** Listed entries follows **

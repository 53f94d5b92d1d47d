use crate::core::cart::Cart;
use crate::core::catalog::Catalog;
use crate::domain::model::{CategoryId, ItemId, MenuItem};
use crate::utils::error::{MenuError, Result};
use std::fmt;
use std::str::FromStr;

/// A guest gesture on the menu page, expressed as data.
#[derive(Debug, Clone, PartialEq, Eq)]
pub enum Intent {
    SelectCategory(CategoryId),
    ToggleItem(ItemId),
    CloseDetail,
    Add(ItemId),
    AddSelected,
    Increment(ItemId),
    Remove(ItemId),
    ToggleCart,
    SetNavOpen(bool),
}

impl FromStr for Intent {
    type Err = MenuError;

    /// Accepts `add:12`, `remove:12`, `inc:12`, `select:3`, `category:mains`,
    /// `close`, `add-selected`, `cart`, `nav:open` and `nav:close`.
    fn from_str(input: &str) -> Result<Self> {
        let invalid = |reason: &str| MenuError::InvalidIntent {
            input: input.to_string(),
            reason: reason.to_string(),
        };
        let parse_id = |raw: &str| {
            raw.trim()
                .parse::<ItemId>()
                .map_err(|_| invalid("expected a numeric item id"))
        };

        let (verb, arg) = match input.trim().split_once(':') {
            Some((verb, arg)) => (verb.trim(), Some(arg.trim())),
            None => (input.trim(), None),
        };

        match (verb, arg) {
            ("add", Some(id)) => Ok(Intent::Add(parse_id(id)?)),
            ("remove", Some(id)) => Ok(Intent::Remove(parse_id(id)?)),
            ("inc", Some(id)) => Ok(Intent::Increment(parse_id(id)?)),
            ("select", Some(id)) => Ok(Intent::ToggleItem(parse_id(id)?)),
            ("category", Some(id)) if !id.is_empty() => Ok(Intent::SelectCategory(id.to_string())),
            ("nav", Some("open")) => Ok(Intent::SetNavOpen(true)),
            ("nav", Some("close")) => Ok(Intent::SetNavOpen(false)),
            ("close", None) => Ok(Intent::CloseDetail),
            ("add-selected", None) => Ok(Intent::AddSelected),
            ("cart", None) => Ok(Intent::ToggleCart),
            _ => Err(invalid("unrecognised operation")),
        }
    }
}

impl fmt::Display for Intent {
    fn fmt(&self, f: &mut fmt::Formatter<'_>) -> fmt::Result {
        match self {
            Intent::SelectCategory(id) => write!(f, "category:{}", id),
            Intent::ToggleItem(id) => write!(f, "select:{}", id),
            Intent::CloseDetail => write!(f, "close"),
            Intent::Add(id) => write!(f, "add:{}", id),
            Intent::AddSelected => write!(f, "add-selected"),
            Intent::Increment(id) => write!(f, "inc:{}", id),
            Intent::Remove(id) => write!(f, "remove:{}", id),
            Intent::ToggleCart => write!(f, "cart"),
            Intent::SetNavOpen(true) => write!(f, "nav:open"),
            Intent::SetNavOpen(false) => write!(f, "nav:close"),
        }
    }
}

/// Everything the menu page keeps between gestures.
#[derive(Debug, Clone, PartialEq)]
pub struct MenuSession {
    pub active_category: CategoryId,
    pub selected_item: Option<ItemId>,
    pub cart: Cart,
    pub cart_open: bool,
    pub nav_open: bool,
}

impl MenuSession {
    /// Opens a session on `default_category`, or the catalog's first category.
    pub fn open(catalog: &Catalog, default_category: Option<&str>) -> Result<Self> {
        let active_category = match default_category {
            Some(id) => catalog
                .category(id)
                .ok_or_else(|| MenuError::UnknownCategory { id: id.to_string() })?
                .id
                .clone(),
            None => catalog.first_category().id.clone(),
        };

        Ok(Self {
            active_category,
            selected_item: None,
            cart: Cart::new(),
            cart_open: false,
            nav_open: false,
        })
    }

    /// Applies one intent. On error the session is left unchanged.
    pub fn apply(&mut self, catalog: &Catalog, intent: Intent) -> Result<()> {
        tracing::debug!("Applying intent {}", intent);
        match intent {
            Intent::SelectCategory(id) => {
                if catalog.category(&id).is_none() {
                    return Err(MenuError::UnknownCategory { id });
                }
                self.active_category = id;
                self.selected_item = None;
                self.nav_open = false;
            }
            Intent::ToggleItem(id) => {
                let in_category = catalog
                    .item(id)
                    .is_some_and(|item| item.category == self.active_category);
                if !in_category {
                    return Err(MenuError::UnknownItem { id });
                }
                self.selected_item = if self.selected_item == Some(id) {
                    None
                } else {
                    Some(id)
                };
            }
            Intent::CloseDetail => self.selected_item = None,
            Intent::Add(id) => {
                let item = catalog.item(id).ok_or(MenuError::UnknownItem { id })?;
                self.cart.add(item);
            }
            Intent::AddSelected => {
                if let Some(item) = self.selected_item.and_then(|id| catalog.item(id)) {
                    self.cart.add(item);
                }
            }
            Intent::Increment(id) => {
                if !self.cart.increment(id) {
                    tracing::debug!("Item {} is not in the cart, ignoring increment", id);
                }
            }
            Intent::Remove(id) => self.cart.remove(id),
            Intent::ToggleCart => self.cart_open = !self.cart_open,
            Intent::SetNavOpen(open) => self.nav_open = open,
        }
        Ok(())
    }

    /// The item shown in the detail overlay, if any.
    pub fn detail<'a>(&self, catalog: &'a Catalog) -> Option<&'a MenuItem> {
        self.selected_item.and_then(|id| catalog.item(id))
    }
}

** End of Listed entries **

Using the entries above, give again each line from the one containing "pub fn detail<'a>(&self, catalog: &'a" through the last line, exactly and only those.

    pub fn detail<'a>(&self, catalog: &'a Catalog) -> Option<&'a MenuItem> {
        self.selected_item.and_then(|id| catalog.item(id))
    }
}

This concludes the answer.